Iran and the Deal: Success?
The Great Game:
In order to contextualize the 2015 Iranian Nuclear Deal, it is important to understand the complex relationship between the United States and Iran that led to its creation. Due to Iran's strategic location in the center of the Middle East and its vast reserves of natural resources like oil, the country has experienced a great deal of exploitation by international powers, especially Britain and Russia. In a series of concessions in the early twentieth century, most notably the D'Arcy Concession, Iran effectively signed away autonomous exploration, pumping, and international sale of its oil to Britain. Looking for an ally to protect itself against encroaching interests, Iran turned West to the United States, and the two countries experienced a close relationship until the Iranian Revolution.

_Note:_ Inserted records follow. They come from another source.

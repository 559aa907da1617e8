//! Oddsmith - live-odds wagering engine and sportsbook simulator.
//!
//! This crate provides the stateful core of a sportsbook: the odds and
//! payout arithmetic behind every wager, a ledger that keeps balances and
//! wager records consistent while lines move, a tick simulator that drives
//! live game state, and a broadcaster that fans each change out to
//! connected subscribers.
//!
//! # Architecture
//!
//! ```text
//! GameSimulator ──(tick)──► Storage ──(changed games)──► Broadcaster ──► ws feed
//!                              ▲
//!                              │ reads (frozen odds at placement)
//!                           Ledger ◄── place / cash-out requests
//! ```
//!
//! The simulator is the single writer of live games. The ledger reads game
//! state but snapshots odds at placement, so line movement after placement
//! never affects a booked wager. Cash-out offers are recomputed on every
//! read and never stored.
//!
//! # Modules
//!
//! - [`config`] - Configuration loading from TOML files
//! - [`domain`] - Odds arithmetic, game/wager records, the slip composer
//! - [`error`] - Error types for the crate
//! - [`store`] - Repository trait and the in-memory implementation
//! - [`ledger`] - Balance/bet/parlay operations
//! - [`sim`] - The live-game tick simulator
//! - [`broadcast`] - Event fan-out to subscribers
//! - [`ws`] - WebSocket transport adapter for the feed
//! - [`app`] - Application wiring and bootstrap
//! - [`seed`] - Fixture games and the demo account
//!
//! # Example
//!
//! ```no_run
//! use oddsmith::domain::{combine, payout, AmericanOdds};
//! use rust_decimal_macros::dec;
//!
//! let legs = [
//!     AmericanOdds::new(150).unwrap(),
//!     AmericanOdds::new(-200).unwrap(),
//! ];
//! let parlay = combine(&legs).unwrap();
//! assert_eq!(parlay.value(), 275);
//! assert_eq!(payout(dec!(20), parlay).unwrap(), dec!(75.00));
//! ```

pub mod app;
pub mod broadcast;
pub mod config;
pub mod domain;
pub mod error;
pub mod ledger;
pub mod seed;
pub mod sim;
pub mod store;
pub mod ws;

#[cfg(any(test, feature = "testkit"))]
pub mod testkit;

However, a strong opposition grew in Iran as a result of the unjust terms of Iran's oil agreements. The Anglo-Iranian Oil Company, which later became the modern day British Petroleum (BP), reaped the majority of profits of Iran's oil, so Mohammad Mosaddegh, Prime Minister at the time and ardent advocate for Iranian sovereignty, led the effort to nationalize Iranian oil.
In an attempt to protect their energy security from instability, Britain and the United States's CIA orchestrated a coup d'état to depose Mosaddegh in 1953, eventually replacing him with the weak-willed Mohammad-Reza Shah Pahlavi, or the Shah of Iran. The United States continued to prop up the favorable Shah's regime by providing aid and arms to the central government.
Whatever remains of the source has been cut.